Пошли было наши-то боем на Максима, ну – он здоров был, сила у него была редкая! Михаила с паперти сбросил, руку вышиб ему, Клима тоже ушиб, а дедушко с Яковом да мастером этим – забоялись его.

Он и во гневе не терял разума, говорит дедушке: «Брось кистень, не махай на меня, я человек смирный, а что я взял, то Бог мне дал и отнять никому нельзя, и больше мне ничего у тебя не надо». Отступились они от него, сел дедушко на дрожки, кричит: «Прощай теперь, Варвара, не дочь ты мне и не хочу тебя видеть, хошь – живи, хошь – с голоду издохни». Воротился он – давай меня бить, давай ругать, я только покряхтываю да помалкиваю: все пройдет, а чему быть, то останется! После говорит он мне: «Ну, Акулина, гляди же: дочери у тебя больше нет нигде, помни это!» Я одно свое думаю: ври больше, рыжий, – злоба – что лед, до тепла живет!

Я слушаю внимательно, жадно. Кое-что в ее рассказе удивляет меня, дед изображал мне венчание матери совсем не так: он был против этого брака, он после венца не пустил мать к себе в дом, но венчалась она, по его рассказу, – не тайно, и в церкви он был. Мне не хочется спросить бабушку, кто из них говорит вернее, потому что бабушкина история красивее и больше нравится мне. Рассказывая, она все время качается, точно в лодке плывет. Если говорит о печальном или страшном, то качается сильней, протянув руку вперед, как бы удерживая что-то в воздухе. Она часто прикрывает глаза, и в морщинах щек ее прячется слепая, добрая улыбка, а густые брови чуть-чуть дрожат. Иногда меня трогает за сердце эта слепая, все примиряющая доброта, а иногда очень хочется, чтобы бабушка сказала какое-то сильное слово, что-то крикнула.

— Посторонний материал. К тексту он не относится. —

/// CLI surface tests exercising the binary as a black box. Anything that
/// talks to the API needs a live server and is covered by the core crate's
/// tests instead; these stick to argument parsing and help output.
use assert_cmd::Command;
use predicates::prelude::*;

fn taskwire() -> Command {
    Command::cargo_bin("taskwire").expect("Failed to find taskwire binary")
}

#[test]
fn help_lists_the_command_surface() {
    taskwire()
        .arg("--help")
        .assert()
        .success()
        .stdout(predicate::str::contains("task manager"))
        .stdout(predicate::str::contains("login"))
        .stdout(predicate::str::contains("add"))
        .stdout(predicate::str::contains("recur"))
        .stdout(predicate::str::contains("voice"));
}

#[test]
fn version_reports_the_binary_name() {
    taskwire()
        .arg("--version")
        .assert()
        .success()
        .stdout(predicate::str::contains("taskwire"));
}

#[test]
fn unknown_subcommands_fail() {
    taskwire()
        .arg("frobnicate")
        .assert()
        .failure()
        .stderr(predicate::str::contains("error"));
}

#[test]
fn add_requires_a_title() {
    taskwire()
        .arg("add")
        .assert()
        .failure()
        .stderr(predicate::str::contains("TITLE"));
}

#[test]
fn voice_flags_are_mutually_exclusive() {
    taskwire()
        .args(["voice", "note.wav", "--transcribe-only", "--parse-only"])
        .assert()
        .failure()
        .stderr(predicate::str::contains("cannot be used with"));
}
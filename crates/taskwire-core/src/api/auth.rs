use reqwest::Method;
use serde::Serialize;

use super::{ApiClient, TokenPair};
use crate::error::CoreError;
use crate::session::Session;

#[derive(Debug, Serialize)]
struct LoginRequest<'a> {
    email: &'a str,
    password: &'a str,
}

impl ApiClient {
    /// Authenticates against `POST /auth/login` and installs the returned
    /// session into the manager (persisted through its store).
    pub async fn login(&self, email: &str, password: &str) -> Result<Session, CoreError> {
        let pair: TokenPair = self
            .execute(Method::POST, "auth/login", false, |request| {
                request.json(&LoginRequest { email, password })
            })
            .await?;

        let session = Session::new(pair.access_token, pair.refresh_token);
        self.session_manager().install(session.clone()).await?;
        tracing::info!("logged in");
        Ok(session)
    }

    /// Ends the session. The server call is best-effort; the local session
    /// is cleared unconditionally.
    pub async fn logout(&self) -> Result<(), CoreError> {
        let result = self
            .execute_unit(Method::POST, "auth/logout", false, |request| request)
            .await;
        if let Err(e) = result {
            tracing::warn!(error = %e, "server-side logout failed; clearing local session anyway");
        }
        self.session_manager().logout().await?;
        tracing::info!("logged out");
        Ok(())
    }

    /// Deletes the account and destroys the session.
    pub async fn delete_account(&self) -> Result<(), CoreError> {
        self.execute_unit(Method::DELETE, "auth/account", false, |request| request)
            .await?;
        self.session_manager().logout().await
    }
}
use anyhow::{Context, Result};
use owo_colors::OwoColorize;

use taskwire_core::api::ApiClient;

use crate::cli::VoiceCommand;

pub async fn voice_task(client: &ApiClient, command: VoiceCommand) -> Result<()> {
    let audio = std::fs::read(&command.file)
        .with_context(|| format!("Failed to read audio file {}", command.file.display()))?;
    let file_name = command
        .file
        .file_name()
        .and_then(|n| n.to_str())
        .unwrap_or("recording.wav");

    if command.transcribe_only {
        let text = client.transcribe(&audio, file_name).await?;
        println!("{}", text);
        return Ok(());
    }

    if command.parse_only {
        let text = client.transcribe(&audio, file_name).await?;
        let draft = client.parse_transcript(&text).await?;
        println!("Transcript: {}", text);
        println!("Title:      {}", draft.title.bold());
        if let Some(description) = &draft.description {
            println!("Details:    {}", description);
        }
        if let Some(deadline) = draft.deadline {
            println!("Deadline:   {}", deadline.format("%Y-%m-%d %H:%M"));
        }
        if let Some(priority) = draft.priority {
            println!("Priority:   {}", priority);
        }
        if let Some(category) = &draft.category {
            println!("Category:   {}", category);
        }
        return Ok(());
    }

    let task = client.create_task_from_audio(&audio, file_name).await?;
    println!(
        "{} Created task from audio: {} ({})",
        "✓".green().bold(),
        task.title.bold(),
        task.id.to_string().yellow()
    );
    Ok(())
}
use anyhow::Result;
use dialoguer::Password;
use owo_colors::OwoColorize;

use taskwire_core::api::ApiClient;

use crate::cli::LoginCommand;

pub async fn login(client: &ApiClient, command: LoginCommand) -> Result<()> {
    let password = match command.password {
        Some(password) => password,
        None => Password::new().with_prompt("Password").interact()?,
    };

    client.login(&command.email, &password).await?;
    println!("{} Logged in as {}", "✓".green().bold(), command.email.bold());
    Ok(())
}

pub async fn logout(client: &ApiClient) -> Result<()> {
    client.logout().await?;
    println!("{} Logged out", "✓".green().bold());
    Ok(())
}
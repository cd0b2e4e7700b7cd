use anyhow::Result;

use taskwire_core::models::ThemeMode;
use taskwire_core::session::SessionStore;

use crate::cli::ThemeCommand;

pub fn theme(store: &dyn SessionStore, command: ThemeCommand) -> Result<()> {
    match command.mode {
        Some(raw) => {
            let mode = raw.parse::<ThemeMode>().map_err(|e| anyhow::anyhow!(e))?;
            store.save_theme(mode)?;
            println!("Theme set to {}", mode);
        }
        None => {
            println!("{}", store.load_theme()?);
        }
    }
    Ok(())
}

– Первое время, недели две, и не знала я, где Варя-то с Максимом, а потом прибежал от нее мальчонка бойкенький, сказал. Подождала я субботы да будто ко всенощной иду, а сама к ним! Жили они далеко, на Суетинском съезде, во флигельке, весь двор мастеровщиной занят, сорно, грязно, шумно, а они – ничего, ровно бы котята, веселые оба, мурлычут да играют. Привезла я им чего можно было: чаю, сахару, круп разных, варенья, муки, грибов сушеных, деньжонок, не помню сколько, понатаскала тихонько у деда – ведь коли не для себя, так и украсть можно! Отец-то твой не берет ничего, обижается: «Али, говорит, мы нищие?» И Варвара поет под его дудку: «Ах, зачем это, мамаша?..» Я их пожурила: «Дурачишко, говорю, я тебе – кто? Я тебе – богоданная мать, а тебе, дурехе, – кровная! Разве, говорю, можно обижать меня? Ведь когда мать на земле обижают – в небесах Матерь Божия горько плачет!» Ну, тут Максим схватил меня на руки и давай меня по горнице носить, носит да еще приплясывает, – силен был, медведь! А Варька-то ходит, девчонка, павой, мужем хвастается, вроде бы новой куклой, и все глаза заводит и все таково важно про хозяйство сказывает, будто всамделишная баба, – уморушка глядеть! А ватрушки к чаю подала, так об них волк зубы сломит, и творог – дресвой рассыпается!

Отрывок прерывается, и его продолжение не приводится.